Objective: Percutaneous biopsy of pulmonary lesions with use of CT-guidance is well established and relatively safe. Reported accuracy rates are 64%-90% and major complications are rare. To determine the failure factors of CT-guided biopsy of lung lesions, we retrospectively analyzed 103 consecutive procedures.
Materials and methods: Fourteen characteristics of the biopsy procedure were analyzed, including size, location, skin-lesion and chest wall-lesion distances, operator experience, procedure type (histology and/or cytology), histologic definite diagnosis, and other.

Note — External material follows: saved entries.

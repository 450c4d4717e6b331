// Copyright (c) Mysten Labs, Inc.
// SPDX-License-Identifier: Apache-2.0

use anyhow::{bail, Context, Result};
use clap::Parser;
use config::Import;
use palisade_node::{generate_localnet, Node, NodeConfig};
use prometheus::Registry;
use std::path::PathBuf;
use std::time::Duration;
use tracing::info;
use tracing_subscriber::{fmt, EnvFilter};

#[derive(Parser)]
#[clap(name = "palisade-node", about = "A BFT state machine replication node")]
struct Args {
    /// This node's id within the committee.
    #[clap(long, default_value_t = 0)]
    node_id: u64,

    /// One of `server` (alias `replica`), `client` or `generate`.
    #[clap(long, default_value = "server")]
    role: String,

    /// Path to this node's YAML config file.
    #[clap(long, default_value = "node.yaml")]
    config: PathBuf,

    /// With `--role generate`: replicas to include.
    #[clap(long, default_value_t = 4)]
    replicas: usize,

    /// With `--role generate`: clients to include.
    #[clap(long, default_value_t = 1)]
    clients: usize,

    /// With `--role generate`: first port of the localnet.
    #[clap(long, default_value_t = 9300)]
    base_port: u16,

    /// With `--role generate`: output directory.
    #[clap(long, default_value = ".")]
    output: PathBuf,
}

#[tokio::main]
async fn main() -> Result<()> {
    fmt()
        .with_env_filter(
            EnvFilter::try_from_default_env().unwrap_or_else(|_| EnvFilter::new("info")),
        )
        .init();

    let args = Args::parse();
    match args.role.as_str() {
        "generate" => {
            let paths = generate_localnet(args.replicas, args.clients, args.base_port, &args.output)
                .context("failed to generate localnet configs")?;
            for path in paths {
                info!("wrote {}", path.display());
            }
            Ok(())
        }
        "server" | "replica" => {
            let config = NodeConfig::import(&args.config)
                .with_context(|| format!("failed to load {}", args.config.display()))?;
            let registry = Registry::new();
            let (handles, shutdown) =
                Node::spawn_replica(args.node_id, &config, &registry).await?;
            wait_for_done(config.parameters.done_timer_ms).await;
            shutdown.send().context("shutdown channel dropped")?;
            futures::future::join_all(handles).await;
            info!("replica {} exited cleanly", args.node_id);
            Ok(())
        }
        "client" => {
            let config = NodeConfig::import(&args.config)
                .with_context(|| format!("failed to load {}", args.config.display()))?;
            let (handles, shutdown) = Node::spawn_client(args.node_id, &config).await?;
            wait_for_done(config.parameters.done_timer_ms).await;
            shutdown.send().context("shutdown channel dropped")?;
            futures::future::join_all(handles).await;
            info!("client {} exited cleanly", args.node_id);
            Ok(())
        }
        other => bail!("unknown role '{other}'"),
    }
}

/// Runs for the configured duration, or until interrupted when no
/// duration is set.
async fn wait_for_done(done_timer_ms: u64) {
    if done_timer_ms == 0 {
        let _ = tokio::signal::ctrl_c().await;
        info!("interrupted, shutting down");
    } else {
        tokio::time::sleep(Duration::from_millis(done_timer_ms)).await;
        info!("done timer elapsed, shutting down");
    }
}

Results: Overall success rate was 88%. Success rate was correlated with the size of the lesion 4.3 +/- 2.9 cm for the positive results versus 2 +/- 1.2 cm for the negative results (p < 0.01). Skin- and chest wall-lesion distances were 5.8 +/- 2.2 and 1.5 +/- 1.8 respectively for positive results and 8.3 +/- 2.9 and 3.7 +/- 2.5 for negative results (p < 0.001). The overall complication rate for pneumothorax was 17%. Chest wall-lesion distances were 3.3 +/- 1.8 cm for complicated procedures and 1.5 +/- 1.9 cm for uncomplicated procedures (p < 0.001). No other factor was significantly correlated with the risk of pneumothorax.
Conclusion: Small lesion size, long skin- and chest wall-lesion distances are significant predictive failure factors. Long chest wall-lesion distance is significantly correlated with the complication rate for pneumothorax.